> What you will do
Copy out each line of the material that includes the word "StoreConfig".
-- Source information follows --
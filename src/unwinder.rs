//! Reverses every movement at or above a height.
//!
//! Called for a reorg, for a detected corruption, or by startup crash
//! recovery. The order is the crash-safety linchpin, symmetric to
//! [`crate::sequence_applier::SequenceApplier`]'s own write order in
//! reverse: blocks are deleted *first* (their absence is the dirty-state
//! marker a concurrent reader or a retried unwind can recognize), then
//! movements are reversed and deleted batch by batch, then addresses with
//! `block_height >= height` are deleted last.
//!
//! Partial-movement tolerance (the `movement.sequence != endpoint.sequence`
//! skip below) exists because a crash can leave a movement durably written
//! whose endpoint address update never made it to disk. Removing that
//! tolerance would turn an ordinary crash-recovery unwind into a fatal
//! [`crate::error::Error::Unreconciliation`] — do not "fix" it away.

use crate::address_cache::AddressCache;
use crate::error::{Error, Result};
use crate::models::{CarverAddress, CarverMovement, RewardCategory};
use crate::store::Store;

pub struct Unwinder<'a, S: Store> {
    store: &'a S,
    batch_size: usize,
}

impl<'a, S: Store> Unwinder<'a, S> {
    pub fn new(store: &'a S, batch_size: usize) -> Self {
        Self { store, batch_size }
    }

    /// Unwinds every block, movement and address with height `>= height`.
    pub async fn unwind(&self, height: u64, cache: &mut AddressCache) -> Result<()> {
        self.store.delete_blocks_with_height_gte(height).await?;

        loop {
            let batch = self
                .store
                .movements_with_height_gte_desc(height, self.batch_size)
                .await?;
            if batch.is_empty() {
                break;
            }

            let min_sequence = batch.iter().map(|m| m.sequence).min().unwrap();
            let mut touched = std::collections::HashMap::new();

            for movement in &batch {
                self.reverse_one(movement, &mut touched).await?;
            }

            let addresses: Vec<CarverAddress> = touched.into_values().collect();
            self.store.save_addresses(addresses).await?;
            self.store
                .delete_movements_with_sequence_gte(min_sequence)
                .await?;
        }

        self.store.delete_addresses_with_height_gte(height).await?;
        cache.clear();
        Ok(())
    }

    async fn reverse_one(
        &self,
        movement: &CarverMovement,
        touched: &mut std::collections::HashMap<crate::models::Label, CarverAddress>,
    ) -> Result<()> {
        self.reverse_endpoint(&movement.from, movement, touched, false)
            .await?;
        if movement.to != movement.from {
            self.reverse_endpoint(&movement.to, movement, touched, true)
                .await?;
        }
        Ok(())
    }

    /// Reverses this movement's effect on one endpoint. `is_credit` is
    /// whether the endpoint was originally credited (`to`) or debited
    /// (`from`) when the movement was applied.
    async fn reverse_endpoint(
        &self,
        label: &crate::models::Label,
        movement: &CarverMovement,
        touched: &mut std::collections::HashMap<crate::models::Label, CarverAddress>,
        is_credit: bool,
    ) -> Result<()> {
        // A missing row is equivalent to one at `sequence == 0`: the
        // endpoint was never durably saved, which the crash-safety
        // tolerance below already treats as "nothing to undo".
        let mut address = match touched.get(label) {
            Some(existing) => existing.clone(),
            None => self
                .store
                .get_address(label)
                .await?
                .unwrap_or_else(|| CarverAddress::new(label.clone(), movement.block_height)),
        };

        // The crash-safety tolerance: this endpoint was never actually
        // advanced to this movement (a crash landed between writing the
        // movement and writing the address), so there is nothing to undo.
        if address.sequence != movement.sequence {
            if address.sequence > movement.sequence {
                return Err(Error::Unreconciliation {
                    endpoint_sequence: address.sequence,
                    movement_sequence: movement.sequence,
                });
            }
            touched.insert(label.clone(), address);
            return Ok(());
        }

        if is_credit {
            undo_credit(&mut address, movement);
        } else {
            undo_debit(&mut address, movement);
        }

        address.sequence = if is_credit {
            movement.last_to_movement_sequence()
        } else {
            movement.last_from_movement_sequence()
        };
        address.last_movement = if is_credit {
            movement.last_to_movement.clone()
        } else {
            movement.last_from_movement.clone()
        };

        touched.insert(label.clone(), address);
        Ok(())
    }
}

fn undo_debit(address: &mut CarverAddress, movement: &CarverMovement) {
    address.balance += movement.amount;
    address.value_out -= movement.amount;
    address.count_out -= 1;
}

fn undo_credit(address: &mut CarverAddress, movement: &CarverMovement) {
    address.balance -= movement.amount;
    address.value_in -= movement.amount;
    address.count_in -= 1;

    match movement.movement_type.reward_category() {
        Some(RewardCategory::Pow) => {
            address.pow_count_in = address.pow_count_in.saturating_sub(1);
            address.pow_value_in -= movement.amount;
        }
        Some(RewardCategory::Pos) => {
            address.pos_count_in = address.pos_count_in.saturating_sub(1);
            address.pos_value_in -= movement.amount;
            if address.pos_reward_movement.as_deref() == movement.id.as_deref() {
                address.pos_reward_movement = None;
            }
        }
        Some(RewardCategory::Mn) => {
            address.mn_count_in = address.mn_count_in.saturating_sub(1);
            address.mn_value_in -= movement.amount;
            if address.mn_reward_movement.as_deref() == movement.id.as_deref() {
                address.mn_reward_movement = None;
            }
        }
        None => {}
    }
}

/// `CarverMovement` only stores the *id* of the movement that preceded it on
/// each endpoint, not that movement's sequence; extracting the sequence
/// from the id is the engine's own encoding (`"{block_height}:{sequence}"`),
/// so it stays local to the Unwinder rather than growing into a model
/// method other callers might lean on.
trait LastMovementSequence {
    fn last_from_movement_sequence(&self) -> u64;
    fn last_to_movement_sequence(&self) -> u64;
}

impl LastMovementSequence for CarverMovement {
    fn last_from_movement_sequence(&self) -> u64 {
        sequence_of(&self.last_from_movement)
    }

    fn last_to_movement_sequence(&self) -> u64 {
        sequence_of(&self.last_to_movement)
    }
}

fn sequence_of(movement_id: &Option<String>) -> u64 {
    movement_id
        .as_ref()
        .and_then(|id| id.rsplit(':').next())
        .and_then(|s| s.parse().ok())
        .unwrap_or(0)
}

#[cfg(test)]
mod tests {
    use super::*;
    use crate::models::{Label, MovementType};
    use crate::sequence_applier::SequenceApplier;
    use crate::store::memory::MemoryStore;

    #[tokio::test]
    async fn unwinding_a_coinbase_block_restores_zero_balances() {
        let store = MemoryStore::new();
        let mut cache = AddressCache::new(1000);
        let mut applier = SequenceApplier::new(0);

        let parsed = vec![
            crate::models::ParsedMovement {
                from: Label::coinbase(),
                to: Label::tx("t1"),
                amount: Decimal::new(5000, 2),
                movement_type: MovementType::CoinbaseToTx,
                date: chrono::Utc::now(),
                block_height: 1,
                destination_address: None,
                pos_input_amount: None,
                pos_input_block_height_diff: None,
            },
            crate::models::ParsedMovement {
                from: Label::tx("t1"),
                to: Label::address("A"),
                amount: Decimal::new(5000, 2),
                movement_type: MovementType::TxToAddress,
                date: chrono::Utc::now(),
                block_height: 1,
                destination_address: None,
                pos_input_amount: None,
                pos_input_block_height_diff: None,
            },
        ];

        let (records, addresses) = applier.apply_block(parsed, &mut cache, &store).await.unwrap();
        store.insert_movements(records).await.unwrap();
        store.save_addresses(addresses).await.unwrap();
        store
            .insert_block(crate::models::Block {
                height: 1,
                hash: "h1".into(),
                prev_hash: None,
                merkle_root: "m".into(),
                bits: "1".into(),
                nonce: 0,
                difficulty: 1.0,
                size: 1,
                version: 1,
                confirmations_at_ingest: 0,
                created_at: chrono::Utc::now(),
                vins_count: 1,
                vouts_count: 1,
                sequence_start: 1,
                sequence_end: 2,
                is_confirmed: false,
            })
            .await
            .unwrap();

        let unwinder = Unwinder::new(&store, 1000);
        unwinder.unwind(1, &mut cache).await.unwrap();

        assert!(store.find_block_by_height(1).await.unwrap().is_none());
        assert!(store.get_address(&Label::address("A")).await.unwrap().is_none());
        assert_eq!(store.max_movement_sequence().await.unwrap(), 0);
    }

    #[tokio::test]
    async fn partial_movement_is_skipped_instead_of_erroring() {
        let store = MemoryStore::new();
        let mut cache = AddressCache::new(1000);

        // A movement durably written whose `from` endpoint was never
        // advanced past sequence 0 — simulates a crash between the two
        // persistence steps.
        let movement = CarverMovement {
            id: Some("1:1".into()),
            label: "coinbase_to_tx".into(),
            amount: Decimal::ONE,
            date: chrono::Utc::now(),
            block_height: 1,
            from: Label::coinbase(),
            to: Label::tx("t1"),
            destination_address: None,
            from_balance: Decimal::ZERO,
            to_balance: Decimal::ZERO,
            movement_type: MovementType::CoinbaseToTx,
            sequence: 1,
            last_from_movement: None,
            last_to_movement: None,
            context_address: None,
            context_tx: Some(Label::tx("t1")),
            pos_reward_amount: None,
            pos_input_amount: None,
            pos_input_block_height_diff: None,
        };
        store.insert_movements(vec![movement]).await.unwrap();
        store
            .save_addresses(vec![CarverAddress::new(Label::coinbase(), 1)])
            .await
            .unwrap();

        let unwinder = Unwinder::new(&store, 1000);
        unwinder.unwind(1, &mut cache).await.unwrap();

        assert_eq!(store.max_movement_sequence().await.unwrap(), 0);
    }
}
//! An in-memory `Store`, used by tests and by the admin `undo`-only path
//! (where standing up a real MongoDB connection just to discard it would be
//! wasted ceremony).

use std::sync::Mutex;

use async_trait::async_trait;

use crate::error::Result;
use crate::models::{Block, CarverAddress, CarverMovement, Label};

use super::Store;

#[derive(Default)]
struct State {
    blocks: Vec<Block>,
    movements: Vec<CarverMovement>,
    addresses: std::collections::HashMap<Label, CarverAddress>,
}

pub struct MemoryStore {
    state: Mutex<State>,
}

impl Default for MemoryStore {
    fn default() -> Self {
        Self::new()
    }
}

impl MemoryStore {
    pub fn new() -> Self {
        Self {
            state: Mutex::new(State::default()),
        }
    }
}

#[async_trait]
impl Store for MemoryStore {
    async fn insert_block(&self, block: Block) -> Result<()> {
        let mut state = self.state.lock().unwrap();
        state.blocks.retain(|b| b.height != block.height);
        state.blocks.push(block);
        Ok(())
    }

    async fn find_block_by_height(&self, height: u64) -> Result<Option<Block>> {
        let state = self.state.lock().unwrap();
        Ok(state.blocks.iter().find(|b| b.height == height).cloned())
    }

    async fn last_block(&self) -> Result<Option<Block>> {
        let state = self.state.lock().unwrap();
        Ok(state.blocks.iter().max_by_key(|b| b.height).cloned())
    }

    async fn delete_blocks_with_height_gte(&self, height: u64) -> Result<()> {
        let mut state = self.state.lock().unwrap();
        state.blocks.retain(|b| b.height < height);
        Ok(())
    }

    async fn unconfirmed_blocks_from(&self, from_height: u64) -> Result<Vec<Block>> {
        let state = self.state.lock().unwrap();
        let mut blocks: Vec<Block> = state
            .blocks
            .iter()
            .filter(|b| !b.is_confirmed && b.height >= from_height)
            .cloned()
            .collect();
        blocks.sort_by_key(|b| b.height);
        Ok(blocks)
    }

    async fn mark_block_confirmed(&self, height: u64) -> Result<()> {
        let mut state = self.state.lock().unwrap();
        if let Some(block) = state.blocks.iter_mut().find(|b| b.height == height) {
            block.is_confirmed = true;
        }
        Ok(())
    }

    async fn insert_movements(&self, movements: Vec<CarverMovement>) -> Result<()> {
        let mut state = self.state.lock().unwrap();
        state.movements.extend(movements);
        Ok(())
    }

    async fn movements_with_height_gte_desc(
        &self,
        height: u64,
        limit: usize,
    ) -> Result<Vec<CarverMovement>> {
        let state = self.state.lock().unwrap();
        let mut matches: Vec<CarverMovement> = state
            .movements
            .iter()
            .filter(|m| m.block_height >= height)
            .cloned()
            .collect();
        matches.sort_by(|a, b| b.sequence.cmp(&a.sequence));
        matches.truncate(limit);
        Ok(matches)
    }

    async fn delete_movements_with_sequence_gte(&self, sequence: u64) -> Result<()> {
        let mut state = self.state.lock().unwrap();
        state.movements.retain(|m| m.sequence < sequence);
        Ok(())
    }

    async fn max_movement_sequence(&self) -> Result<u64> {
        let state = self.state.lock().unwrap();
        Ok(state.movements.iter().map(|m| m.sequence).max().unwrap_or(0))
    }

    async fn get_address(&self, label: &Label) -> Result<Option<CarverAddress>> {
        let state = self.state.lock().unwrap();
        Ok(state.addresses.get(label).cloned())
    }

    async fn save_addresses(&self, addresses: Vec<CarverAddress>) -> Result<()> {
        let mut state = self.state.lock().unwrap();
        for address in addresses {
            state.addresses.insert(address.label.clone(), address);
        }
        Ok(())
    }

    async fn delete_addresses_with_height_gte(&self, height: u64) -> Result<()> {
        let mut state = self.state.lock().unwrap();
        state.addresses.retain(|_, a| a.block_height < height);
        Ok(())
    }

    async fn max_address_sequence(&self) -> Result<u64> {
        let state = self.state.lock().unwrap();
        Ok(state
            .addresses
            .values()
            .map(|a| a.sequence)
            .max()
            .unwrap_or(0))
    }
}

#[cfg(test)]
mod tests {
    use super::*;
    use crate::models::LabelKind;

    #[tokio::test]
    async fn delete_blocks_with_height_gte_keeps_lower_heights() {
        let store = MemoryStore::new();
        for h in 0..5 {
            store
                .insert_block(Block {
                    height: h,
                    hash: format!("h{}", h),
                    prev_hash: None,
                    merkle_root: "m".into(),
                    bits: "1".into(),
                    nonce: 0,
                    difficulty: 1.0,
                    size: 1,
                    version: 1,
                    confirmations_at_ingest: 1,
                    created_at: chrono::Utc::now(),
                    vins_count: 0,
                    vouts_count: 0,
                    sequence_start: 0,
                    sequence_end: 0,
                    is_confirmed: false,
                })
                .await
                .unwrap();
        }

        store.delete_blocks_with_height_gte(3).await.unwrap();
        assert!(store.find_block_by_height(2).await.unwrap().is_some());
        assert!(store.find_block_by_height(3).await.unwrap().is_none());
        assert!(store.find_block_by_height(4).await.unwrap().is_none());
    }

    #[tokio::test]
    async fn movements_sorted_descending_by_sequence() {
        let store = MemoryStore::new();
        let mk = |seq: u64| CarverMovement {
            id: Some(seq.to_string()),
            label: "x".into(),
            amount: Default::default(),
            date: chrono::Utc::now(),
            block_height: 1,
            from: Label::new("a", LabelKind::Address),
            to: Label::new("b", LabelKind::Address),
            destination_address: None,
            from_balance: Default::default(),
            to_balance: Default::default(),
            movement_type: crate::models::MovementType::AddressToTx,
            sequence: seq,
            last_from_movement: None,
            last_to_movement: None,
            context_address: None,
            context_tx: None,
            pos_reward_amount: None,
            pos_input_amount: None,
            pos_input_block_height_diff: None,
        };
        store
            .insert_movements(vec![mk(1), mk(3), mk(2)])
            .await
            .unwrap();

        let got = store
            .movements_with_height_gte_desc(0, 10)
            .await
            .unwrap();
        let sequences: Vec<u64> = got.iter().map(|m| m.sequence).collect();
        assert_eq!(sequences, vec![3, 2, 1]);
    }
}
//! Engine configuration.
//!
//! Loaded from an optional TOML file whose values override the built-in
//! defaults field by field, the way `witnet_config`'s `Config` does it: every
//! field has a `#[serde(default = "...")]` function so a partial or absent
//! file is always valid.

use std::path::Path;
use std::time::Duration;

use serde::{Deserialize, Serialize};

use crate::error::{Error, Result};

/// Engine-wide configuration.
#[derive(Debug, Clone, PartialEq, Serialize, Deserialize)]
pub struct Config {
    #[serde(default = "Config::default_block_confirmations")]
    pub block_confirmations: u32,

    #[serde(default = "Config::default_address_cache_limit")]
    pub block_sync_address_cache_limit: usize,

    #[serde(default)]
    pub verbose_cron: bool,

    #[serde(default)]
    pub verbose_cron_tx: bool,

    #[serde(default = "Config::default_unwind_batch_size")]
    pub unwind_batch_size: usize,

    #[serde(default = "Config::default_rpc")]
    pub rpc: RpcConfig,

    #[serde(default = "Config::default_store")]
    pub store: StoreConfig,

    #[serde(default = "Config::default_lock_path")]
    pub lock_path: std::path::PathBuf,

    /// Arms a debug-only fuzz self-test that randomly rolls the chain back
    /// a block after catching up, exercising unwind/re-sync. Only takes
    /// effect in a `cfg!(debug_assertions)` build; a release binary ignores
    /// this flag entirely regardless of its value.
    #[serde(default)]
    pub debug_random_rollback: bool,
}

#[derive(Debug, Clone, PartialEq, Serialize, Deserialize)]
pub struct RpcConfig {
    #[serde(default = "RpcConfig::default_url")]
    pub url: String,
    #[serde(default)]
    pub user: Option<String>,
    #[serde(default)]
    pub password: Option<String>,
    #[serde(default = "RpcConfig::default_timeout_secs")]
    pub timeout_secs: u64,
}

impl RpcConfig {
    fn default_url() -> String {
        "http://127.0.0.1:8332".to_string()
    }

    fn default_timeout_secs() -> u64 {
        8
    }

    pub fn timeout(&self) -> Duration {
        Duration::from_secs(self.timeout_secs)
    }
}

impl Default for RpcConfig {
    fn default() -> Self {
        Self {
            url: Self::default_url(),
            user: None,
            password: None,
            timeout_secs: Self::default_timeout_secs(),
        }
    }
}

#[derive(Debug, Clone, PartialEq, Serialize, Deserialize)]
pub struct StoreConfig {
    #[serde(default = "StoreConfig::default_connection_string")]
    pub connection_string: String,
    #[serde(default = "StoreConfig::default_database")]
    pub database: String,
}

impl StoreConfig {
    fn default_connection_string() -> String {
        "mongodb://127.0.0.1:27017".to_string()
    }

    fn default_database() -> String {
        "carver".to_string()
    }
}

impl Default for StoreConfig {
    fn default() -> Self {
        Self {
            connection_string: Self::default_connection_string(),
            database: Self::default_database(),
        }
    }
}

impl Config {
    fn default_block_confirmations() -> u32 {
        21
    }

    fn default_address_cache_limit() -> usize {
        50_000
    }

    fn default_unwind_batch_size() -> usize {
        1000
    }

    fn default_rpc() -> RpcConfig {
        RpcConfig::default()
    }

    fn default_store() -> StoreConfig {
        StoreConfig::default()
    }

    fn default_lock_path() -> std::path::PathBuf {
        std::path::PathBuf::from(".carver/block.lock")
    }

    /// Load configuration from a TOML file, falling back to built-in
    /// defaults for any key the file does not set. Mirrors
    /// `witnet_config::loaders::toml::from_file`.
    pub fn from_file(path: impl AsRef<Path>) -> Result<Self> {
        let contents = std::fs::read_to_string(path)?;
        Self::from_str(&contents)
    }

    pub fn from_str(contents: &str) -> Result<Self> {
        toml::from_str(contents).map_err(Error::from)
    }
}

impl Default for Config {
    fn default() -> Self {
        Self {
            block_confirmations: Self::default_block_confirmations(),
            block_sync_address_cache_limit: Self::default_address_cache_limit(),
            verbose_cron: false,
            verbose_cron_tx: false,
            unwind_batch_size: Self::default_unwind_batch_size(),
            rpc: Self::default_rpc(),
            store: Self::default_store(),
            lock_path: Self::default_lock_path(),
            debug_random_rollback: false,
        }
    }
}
-- Source information concluded --
> Output of the task
    pub store: StoreConfig,
pub struct StoreConfig {
    #[serde(default = "StoreConfig::default_connection_string")]
    #[serde(default = "StoreConfig::default_database")]
impl StoreConfig {
impl Default for StoreConfig {
    fn default_store() -> StoreConfig {
        StoreConfig::default()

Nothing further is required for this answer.